Os deputados incluíram como beneficiários dessa lei pessoas com deficiência física e retiraram o limite de renda familiar de até dois salários mínimos para os desempregados há mais de dois anos que queiram se inscrever para uma vaga.
Mesmo com essa ampliação no grupo de pessoas que podem solicitar o benefício, o governo manterá o número de 10 mil carteiras sociais concedidas até 2014 dentro dessa iniciativa.
Além dos portadores de deficiência e desempregados, também poderão se inscrever beneficiários do programa Bolsa-Família, alunos da rede pública com bom desempenho escolar e ex-presidiários, que tenham cumprido a pena integralmente.
O texto final do projeto será remetido à Procuradoria Geral do Estado para análise jurídica das emendas que foram acrescentadas pelos deputados. Em seguida, o projeto segue para sanção do governador Renato Casagrande.

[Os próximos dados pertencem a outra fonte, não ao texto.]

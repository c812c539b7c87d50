//! Restarting Claude Desktop so it rereads its config.
//!
//! Only macOS has the `pkill` / `open -a` pair this relies on.

use std::time::Duration;

use async_trait::async_trait;

use crate::error::{Error, Result};
use crate::steps::{SetupSteps, StepStatus};

/// Process names Claude Desktop may run under.
pub const APP_PROCESS_NAMES: [&str; 2] = ["Claude", "Claude.app"];

/// Pause between terminating and relaunching the app.
pub const RESTART_DELAY: Duration = Duration::from_secs(1);

/// Runs an external program and returns its trimmed stdout.
#[async_trait]
pub trait CommandRunner: Send + Sync {
    async fn run(&self, program: &str, args: &[&str]) -> Result<String>;
}

/// [`CommandRunner`] backed by `tokio::process`.
#[derive(Debug, Default, Clone, Copy)]
pub struct SystemCommandRunner;

#[async_trait]
impl CommandRunner for SystemCommandRunner {
    async fn run(&self, program: &str, args: &[&str]) -> Result<String> {
        let command = render(program, args);
        tracing::debug!(%command, "running");
        let output = tokio::process::Command::new(program)
            .args(args)
            .output()
            .await
            .map_err(|e| Error::Command {
                command: command.clone(),
                message: e.to_string(),
            })?;
        if !output.status.success() {
            let stderr = String::from_utf8_lossy(&output.stderr).trim().to_string();
            return Err(Error::Command {
                command,
                message: if stderr.is_empty() {
                    output.status.to_string()
                } else {
                    stderr
                },
            });
        }
        Ok(String::from_utf8_lossy(&output.stdout).trim().to_string())
    }
}

fn render(program: &str, args: &[&str]) -> String {
    std::iter::once(program)
        .chain(args.iter().copied())
        .collect::<Vec<_>>()
        .join(" ")
}

/// Kill any running Claude Desktop and launch it again.
///
/// Kill failures are ignored since the app may not be running. A failed
/// launch marks the `restart_claude` step failed and is returned.
pub async fn restart_desktop_app(
    runner: &dyn CommandRunner,
    steps: &mut SetupSteps,
    delay: Duration,
) -> Result<()> {
    let step = steps.add("restart_claude", StepStatus::Started, None);

    for name in APP_PROCESS_NAMES {
        if let Err(e) = runner.run("pkill", &["-x", name]).await {
            tracing::debug!(process = name, error = %e, "pkill failed, assuming not running");
        }
    }

    tokio::time::sleep(delay).await;

    match runner.run("open", &["-a", "Claude"]).await {
        Ok(_) => {
            steps.update(step, StepStatus::Completed, None);
            Ok(())
        }
        Err(e) => {
            steps.update(step, StepStatus::Failed, Some(e.to_string()));
            tracing::warn!(error = %e, "failed to restart Claude");
            Err(e)
        }
    }
}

Se a lei for implementada, o governo pretende conceder mil carteiras sociais até o final deste ano. O valor total das 10 mil carteiras previsto pelo governo será de R$ 17 milhões. Segundo o diretor do Departamento Nacional de Trânsito (Detran-Es), inicialmente serão abertas inscrições para a Grande Vitória. (Eduardo Fachetti e Cida Alves)
Entenda a proposta
O projeto do governo
Proposta. Oferecer 10 mil CNHs a pessoas carentes
Beneficiados. Desempregados há mais de dois anos e com renda familiar de até dois salários mínimos, beneficiários do Bolsa-Família, alunos da rede pública com bom desempenho e ex-presidiários que tenham cumprido a pena integralmente
Custos. Todos os gastos destas pessoas para tirar carteira de habilitação - como autoescola, exames médicos e taxas do Detran - seriam pagos pelo Estado
O projeto aprovado
Modificação. Retira-se o quesito de renda familiar para os desempregados que queiram se inscrever
Deficientes. Uma emenda inclui entre os beneficiados pessoas com deficiência.